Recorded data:
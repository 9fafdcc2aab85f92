//! Common types for metrics definitions.

#[derive(Debug, Clone, Copy, PartialEq, Eq)]
pub enum MetricType {
    Counter,
    Histogram,
}

#[derive(Debug, Clone, Copy)]
pub struct MetricDef {
    pub name: &'static str,
    pub metric_type: MetricType,
    pub description: &'static str,
}

/// Registers the description of every metric with the installed recorder.
pub fn describe_all(defs: &[MetricDef]) {
    for def in defs {
        match def.metric_type {
            MetricType::Counter => metrics::describe_counter!(def.name, def.description),
            MetricType::Histogram => metrics::describe_histogram!(def.name, def.description),
        }
    }
}

#[macro_export]
macro_rules! counter {
    ($def:expr) => {
        metrics::counter!($def.name)
    };
}

#[macro_export]
macro_rules! histogram {
    ($def:expr) => {
        metrics::histogram!($def.name)
    };
}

* _EXERCISE DIRECTIONS_
Lines from the entries that contain the string "Copy" must be found and copied.

* _WRITTEN ANSWER_
#[derive(Debug, Clone, Copy, PartialEq, Eq)]
#[derive(Debug, Clone, Copy)]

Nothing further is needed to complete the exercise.